El estilo es el hombre. Lo dijo el conde de Buffon en su discurso de entrada en la Academia Francesa, en el ya lejano año de 1753. Me he acordado del famoso naturalista tras la lectura de dos novelas recientes: El diablo tras el jardín, de Ginés S. Cutillas (Pre-Textos) y Mar abierto, de Benjamin Myers (Tusquets). Aunque de temática similar, son muy distintas. Pero pueden leerse en paralelo.

Son dos historias sentimentales, en el mejor sentido de la palabra. Dos novelas de iniciación. Una protagonizada por un niño a punto de pasar a la adolescencia. La otra, por un adolescente en plena agitación. En ese tránsito hay una guía que, si no marca el camino, por lo menos señala una deriva. Son las recomendaciones de lecturas que hacen los respectivos mentores, un abuelo y una señora nada convencional. Y en ambas, los protagonistas tendrán que desvelar un secreto que hunde sus raíces en la Segunda Guerra Mundial. Hasta aquí, los paralelismos. Pero nada más, porque estas dos novelas representan formas antagónicas de entender el discurso literario

Ginés S. Cutillas construye su novela en torno a sesenta y seis breves capítulos que, a la vez que cuentan pequeñas historias, alimentan el misterio del texto. Un texto en el que la voz del narrador, que es el protagonista adulto, lejos de dejarse llevar por la nostalgia, logra transmitir la ingenuidad del niño y sus andanzas por el Cabanyal de los años ochenta. El diablo tras el jardín es una novela de intriga y también de amores adolescentes, en la que niños y niñas juegan a representar los libros leídos. Escrita con frases cortas y ninguna floritura, la narración transmite sentido del humor y un punto muy medido de realismo mágico. Una novela que no hay que perderse.

Aunque la historia que cuenta Benjamin Myers en Mar abierto no carece de interés, su estilo es, a veces, tan relamido y almibarado que roza la cursilería. «La blanca nieve virginal aparecía impura». Y en ocasiones, tan grandilocuente que resulta cargante. «(…) explorar lo que hubiera al otro lado de ese espejismo reverberante que transformaba el horizonte en océano ondulante de verdes florecientes». Prosa sonajero, que decía Juan Marsé. Y es que hay que ser muy pretencioso para llamar a un caracol «hermoso gasterópodo peripatético».

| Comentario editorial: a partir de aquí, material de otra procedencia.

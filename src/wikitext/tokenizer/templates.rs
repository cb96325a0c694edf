//! Templates, parser functions and template variables
//!
//! ```text
//! {{Name|arg|key=value}}     template        (template counter)
//! {{#if:cond|then|else}}     parser function (ext counter)
//! {{lc:TEXT}}                parser function when `lc` is a known synonym
//! {{{1|default}}}            template variable
//! ```
//!
//! All of them may span lines.

use super::Step;
use crate::wikitext::cursor::{is_space, LineCursor};
use crate::wikitext::engine::Engine;
use crate::wikitext::state::{Context, State};
use crate::wikitext::style::{self, Counter, Style};
use crate::wikitext::vocabulary::tags as t;

/// `{{{` opens a variable unless it is really `{{` + `{` or an immediately closed template
///
/// `rest` starts right after the first `{`.
fn opens_variable(rest: &str) -> bool {
    let Some(after) = rest.strip_prefix("{{") else {
        return false;
    };
    if after.starts_with('{') {
        return false;
    }
    let brace = after.find(['{', '}']).unwrap_or(after.len());
    let closes_as_template = after[brace..].starts_with("}}") && !after[brace + 2..].starts_with('}');
    !closes_as_template
}

/// `{{` opens a template or parser function unless it is the start of `{{{`
///
/// `rest` starts right after the first `{`.
fn opens_template(rest: &str) -> bool {
    let mut chars = rest.chars();
    chars.next() == Some('{') && !(chars.next() == Some('{') && chars.next() != Some('{'))
}

impl Engine {
    /// `{` was consumed: a variable, parser function or template
    pub(crate) fn eat_open_brace(&self, c: &mut LineCursor<'_>, s: &mut State) -> Option<Style> {
        let rest = c.rest();
        if opens_variable(rest) {
            c.advance(2);
            c.eat_space();
            s.enter(Context::Variable);
            return Some(style::local(s, Style::of(t::TEMPLATE_VARIABLE_BRACKET)));
        }
        if !opens_template(rest) {
            return None;
        }

        c.advance(1);
        c.eat_space();
        if c.peek() == Some('#') || self.is_parser_function_call(c.rest()) {
            s.increment(Counter::Ext);
            s.enter(Context::ParserFunctionName);
            return Some(style::local(s, Style::of(t::PARSER_FUNCTION_BRACKET)));
        }

        s.increment(Counter::Template);
        s.enter(Context::TemplatePageName { eaten: false });
        Some(style::local(s, Style::of(t::TEMPLATE_BRACKET)))
    }

    /// Whether `text` (after `{{`) starts with a known parser function name
    ///
    /// The name must be followed by `:`, by the end of the line, or by `}}`.
    fn is_parser_function_call(&self, text: &str) -> bool {
        let name_len = text
            .find(|ch: char| {
                is_space(ch) || matches!(ch, '}' | '[' | ']' | '<' | '{' | '\'' | '|' | '&' | ':')
            })
            .unwrap_or(text.len());
        if name_len == 0 {
            return false;
        }
        let name = &text[..name_len];
        let after = &text[name_len..];

        let (colon, after) = match after.strip_prefix(':') {
            Some(rest) => (true, rest),
            None => (false, after.trim_start_matches(is_space)),
        };
        let (closed, after) = match after.strip_prefix("}}") {
            Some(rest) => (true, rest),
            None => (false, after.strip_prefix('}').unwrap_or(after)),
        };

        (colon || closed || after.is_empty()) && self.config().is_parser_function(name)
    }

    // ========================================================================
    // Templates
    // ========================================================================

    pub(crate) fn in_template_page_name(&self, c: &mut LineCursor<'_>, s: &mut State, eaten: bool) -> Step {
        let save = c.pos();
        c.eat_space();
        if c.eat('|') {
            c.eat_space();
            s.switch(Context::TemplateArgument { expect_name: true });
            return Some(style::local(s, Style::of(t::TEMPLATE_DELIMITER)));
        }
        if c.match_str("}}", true) {
            s.leave();
            return Some(style::closing(s, Style::of(t::TEMPLATE_BRACKET), Counter::Template));
        }
        if c.match_str("<!--", false) {
            if let Some(end) = c.rest().find("-->") {
                c.advance(end + 3);
                return Some(style::local(s, Style::of(t::COMMENT)));
            }
        }
        c.set_pos(save);

        if eaten && c.sol() {
            s.decrement(Counter::Template);
            s.leave();
            return None;
        }

        let name = Style::of(t::TEMPLATE_NAME).with(t::PAGENAME);
        c.eat_space();
        if c.eat_while(|ch| {
            !is_space(ch) && !matches!(ch, '|' | '&' | '~' | '{' | '}' | '<' | '>' | '[' | ']')
        }) {
            s.switch(Context::TemplatePageName { eaten: true });
            return Some(style::local(s, name));
        }
        if c.pos() > save {
            return Some(style::local(s, name));
        }
        Some(self.eat_wikitext(c, s, name))
    }

    pub(crate) fn in_template_argument(&self, c: &mut LineCursor<'_>, s: &mut State, expect_name: bool) -> Style {
        if expect_name && c.eat_while(|ch| !matches!(ch, '=' | '|' | '}' | '{' | '[' | '<' | '&' | '~')) {
            if c.eat('=') {
                s.switch(Context::TemplateArgument { expect_name: false });
                return style::local(s, Style::of(t::TEMPLATE_ARGUMENT_NAME));
            }
            return style::local(s, Style::of(t::TEMPLATE));
        }
        if c.eat_while(|ch| !matches!(ch, '|' | '}' | '{' | '[' | '<' | '&' | '~')) {
            return style::local(s, Style::of(t::TEMPLATE));
        }
        if c.eat('|') {
            s.switch(Context::TemplateArgument { expect_name: true });
            return style::local(s, Style::of(t::TEMPLATE_DELIMITER));
        }
        if c.match_str("}}", true) {
            s.leave();
            return style::closing(s, Style::of(t::TEMPLATE_BRACKET), Counter::Template);
        }
        self.eat_wikitext(c, s, Style::of(t::TEMPLATE))
    }

    // ========================================================================
    // Parser functions
    // ========================================================================

    pub(crate) fn in_parser_function_name(&self, c: &mut LineCursor<'_>, s: &mut State) -> Style {
        if c.eat_while(|ch| !matches!(ch, ':' | '}' | '{' | '~')) {
            return style::local(s, Style::of(t::PARSER_FUNCTION_NAME));
        }
        if c.eat(':') {
            s.switch(Context::ParserFunctionArguments);
            return style::local(s, Style::of(t::PARSER_FUNCTION_DELIMITER));
        }
        if c.match_str("}}", true) {
            s.leave();
            return style::closing(s, Style::of(t::PARSER_FUNCTION_BRACKET), Counter::Ext);
        }
        self.eat_wikitext(c, s, Style::of(t::PARSER_FUNCTION))
    }

    pub(crate) fn in_parser_function_arguments(&self, c: &mut LineCursor<'_>, s: &mut State) -> Style {
        if c.eat_while(|ch| !matches!(ch, '|' | '}' | '{' | '[' | '<' | '&' | '~')) {
            return style::local(s, Style::of(t::PARSER_FUNCTION));
        }
        if c.eat('|') {
            return style::local(s, Style::of(t::PARSER_FUNCTION_DELIMITER));
        }
        if c.match_str("}}", true) {
            s.leave();
            return style::closing(s, Style::of(t::PARSER_FUNCTION_BRACKET), Counter::Ext);
        }
        self.eat_wikitext(c, s, Style::of(t::PARSER_FUNCTION))
    }

    // ========================================================================
    // Template variables
    // ========================================================================

    pub(crate) fn in_variable(&self, c: &mut LineCursor<'_>, s: &mut State) -> Style {
        if c.eat_while(|ch| !matches!(ch, '{' | '}' | '|')) {
            return style::local(s, Style::of(t::TEMPLATE_VARIABLE_NAME));
        }
        if c.eat('|') {
            s.switch(Context::VariableDefault);
            return style::local(s, Style::of(t::TEMPLATE_VARIABLE_DELIMITER));
        }
        if c.match_str("}}}", true) {
            s.leave();
            return style::local(s, Style::of(t::TEMPLATE_VARIABLE_BRACKET));
        }
        if c.match_str("{{{", true) {
            // nested variable inside the name: resume the same context afterwards
            s.stack.push(Context::Variable);
            return style::local(s, Style::of(t::TEMPLATE_VARIABLE_BRACKET));
        }
        c.next();
        style::local(s, Style::of(t::TEMPLATE_VARIABLE_NAME))
    }

    pub(crate) fn in_variable_default(&self, c: &mut LineCursor<'_>, s: &mut State) -> Style {
        if c.eat_while(|ch| !matches!(ch, '{' | '}' | '[' | '<' | '&' | '~')) {
            return style::local(s, Style::of(t::TEMPLATE_VARIABLE));
        }
        if c.match_str("}}}", true) {
            s.leave();
            return style::local(s, Style::of(t::TEMPLATE_VARIABLE_BRACKET));
        }
        self.eat_wikitext(c, s, Style::of(t::TEMPLATE_VARIABLE))
    }
}

#[cfg(test)]
mod tests {
    use super::*;

    #[test]
    fn test_opens_variable() {
        assert!(opens_variable("{{1}}}"));
        assert!(opens_variable("{{name|default}}}"));
        assert!(!opens_variable("{{{a}}}"));
        // `{{{a}}` closes as a template
        assert!(!opens_variable("{{a}}"));
        assert!(!opens_variable("{a}}"));
    }

    #[test]
    fn test_opens_template() {
        assert!(opens_template("{Foo}}"));
        assert!(opens_template("{{{x}}}"));
        assert!(!opens_template("{{x}}"));
        assert!(!opens_template("Foo"));
        assert!(opens_template("{"));
    }
}
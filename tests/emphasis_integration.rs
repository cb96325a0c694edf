//! Integration tests for bold and italic resolution
//!
//! These tests cover:
//! - Plain bold / italic toggles
//! - Rolling back a `'''` run when a line ends with both open
//! - Candidate priority (single-letter word before longer word before space)
//! - Emphasis never leaking into the next line

use wikitext_lexer::wikitext::{highlight_document, highlight_line, Engine, LanguageConfig, LineCursor};

fn engine() -> Engine {
    Engine::new(LanguageConfig::default()).unwrap()
}

fn line(engine: &Engine, text: &str) -> Vec<(String, String)> {
    highlight_document(engine, text)
        .remove(0)
        .iter()
        .map(|span| (text[span.range()].to_string(), engine.style_name(&span.style)))
        .collect()
}

fn expect(pairs: &[(&str, &str)]) -> Vec<(String, String)> {
    pairs
        .iter()
        .map(|(text, class)| (text.to_string(), class.to_string()))
        .collect()
}

// ============================================================================
// Toggles
// ============================================================================

#[test]
fn test_bold_and_italic() {
    let engine = engine();
    assert_eq!(
        line(&engine, "'''bold''' and ''italic''"),
        expect(&[
            ("'''", "mw-apostrophes-bold"),
            ("bold", "mw-strong"),
            ("'''", "mw-apostrophes-bold"),
            (" and ", ""),
            ("''", "mw-apostrophes-italic"),
            ("italic", "mw-em"),
            ("''", "mw-apostrophes-italic"),
        ])
    );
}

#[test]
fn test_bold_italic_run() {
    let engine = engine();
    assert_eq!(
        line(&engine, "'''''both'''''"),
        expect(&[
            ("'''", "mw-apostrophes-bold"),
            ("''", "mw-apostrophes-italic"),
            ("both", "mw-strong mw-em"),
            ("'''", "mw-apostrophes-bold"),
            ("''", "mw-apostrophes-italic"),
        ])
    );
}

#[test]
fn test_unclosed_bold_does_not_leak() {
    let engine = engine();
    let lines = highlight_document(&engine, "'''open\nnext");
    assert_eq!(lines[1].len(), 1);
    assert!(lines[1][0].style.is_empty());
}

// ============================================================================
// Rollback
// ============================================================================

#[test]
fn test_rollback_of_first_token() {
    let engine = engine();
    assert_eq!(
        line(&engine, "l'''x''"),
        expect(&[
            ("l'", ""),
            ("''", "mw-apostrophes-italic"),
            ("x", "mw-em"),
            ("''", "mw-apostrophes-italic"),
        ])
    );
}

#[test]
fn test_single_letter_word_rollback_after_buffering() {
    let engine = engine();
    assert_eq!(
        line(&engine, "'''a''' l'''x''"),
        expect(&[
            ("'''", "mw-apostrophes-bold"),
            ("a", "mw-strong"),
            ("'''", "mw-apostrophes-bold"),
            (" l'", ""),
            ("''", "mw-apostrophes-italic"),
            ("x", "mw-em"),
            ("''", "mw-apostrophes-italic"),
        ])
    );
}

#[test]
fn test_no_rollback_when_line_balances() {
    let engine = engine();
    let spans = line(&engine, "l'''x'''");
    assert_eq!(
        spans,
        expect(&[
            ("l", ""),
            ("'''", "mw-apostrophes-bold"),
            ("x", "mw-strong"),
            ("'''", "mw-apostrophes-bold"),
        ])
    );
}

#[test]
fn test_line_start_letter_is_a_longer_word() {
    let engine = engine();
    // `x` opens the line, so the later `l'''` is the single-letter candidate
    assert_eq!(
        line(&engine, "x'''y'''z and l'''q''"),
        expect(&[
            ("x", ""),
            ("'''", "mw-apostrophes-bold"),
            ("y", "mw-strong"),
            ("'''", "mw-apostrophes-bold"),
            ("z and l'", ""),
            ("''", "mw-apostrophes-italic"),
            ("q", "mw-em"),
            ("''", "mw-apostrophes-italic"),
        ])
    );
}

#[test]
fn test_longer_word_beats_space() {
    let engine = engine();
    // `x '''` follows a space, `a'''` follows a word: the word wins
    assert_eq!(
        line(&engine, "x '''a''' bb'''c''"),
        expect(&[
            ("x ", ""),
            ("'''", "mw-apostrophes-bold"),
            ("a'", "mw-strong"),
            ("''", "mw-apostrophes-italic"),
            (" bb", "mw-strong mw-em"),
            ("'''", "mw-apostrophes-bold"),
            ("c", "mw-em"),
            ("''", "mw-apostrophes-italic"),
        ])
    );
}

#[test]
fn test_five_quotes_after_single_letter() {
    let engine = engine();
    // the five-quote run opens both; only bold is left open at the end
    assert_eq!(
        line(&engine, "l'''''italic''plain"),
        expect(&[
            ("l", ""),
            ("'''", "mw-apostrophes-bold"),
            ("''", "mw-apostrophes-italic"),
            ("italic", "mw-strong mw-em"),
            ("''", "mw-apostrophes-italic"),
            ("plain", "mw-strong"),
        ])
    );
}

#[test]
fn test_demoted_apostrophe_is_plain_text() {
    let engine = engine();
    let spans = line(&engine, "{{a}}'''x''");
    assert_eq!(
        spans[spans.len() - 4..].to_vec(),
        expect(&[
            ("'", ""),
            ("''", "mw-apostrophes-italic"),
            ("x", "mw-em"),
            ("''", "mw-apostrophes-italic"),
        ])
    );
}

#[test]
fn test_state_is_clean_after_rollback() {
    let engine = engine();
    let mut state = engine.start_state();
    highlight_line(&engine, "l'''x''", &mut state);
    assert!(!state.emphasis().bold);
    assert!(!state.emphasis().italic);
    assert_eq!(state.emphasis().rollback_point(), None);
}

// ============================================================================
// Token Contract
// ============================================================================

#[test]
fn test_every_call_makes_progress() {
    let engine = engine();
    for text in ["l'''x''", "'''a''' l'''x''", "''''four''''", "'''''''seven"] {
        let mut state = engine.start_state();
        let mut cursor = LineCursor::new(text);
        let mut covered = 0;
        while !cursor.eol() {
            let start = cursor.pos();
            engine.token(&mut cursor, &mut state);
            assert_eq!(start, covered, "gap in {:?}", text);
            assert!(cursor.pos() > start, "no progress in {:?}", text);
            covered = cursor.pos();
        }
        assert_eq!(covered, text.len());
    }
}

#[test]
fn test_state_copy_resumes_mid_line() {
    let engine = engine();
    let text = "'''a''' l'''x''";

    let mut state = engine.start_state();
    let mut cursor = LineCursor::new(text);
    engine.token(&mut cursor, &mut state);
    let snapshot = engine.copy_state(&state);
    let resume_at = cursor.pos();

    let mut rest_original = Vec::new();
    while !cursor.eol() {
        let style = engine.token(&mut cursor, &mut state);
        rest_original.push((cursor.pos(), style));
    }

    let mut copy = snapshot;
    let mut cursor = LineCursor::new(text);
    cursor.set_pos(resume_at);
    let mut rest_copy = Vec::new();
    while !cursor.eol() {
        let style = engine.token(&mut cursor, &mut copy);
        rest_copy.push((cursor.pos(), style));
    }

    assert_eq!(rest_original, rest_copy);
}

La tumba del conde de Buffon fue profanada. Lo que queda del cuerpo se guarda en una cripta. Su cerebro, en otra. En cualquier caso, su espíritu mora en su obra. Por eso, en el improbable caso de que llegaran a sus oídos tales adjetivos, clamaría contra «esas chispas obtenidas a la fuerza, haciendo chocar las palabras unas contra otras y que nos deslumbran solo unos instantes para dejarnos en seguida en tinieblas».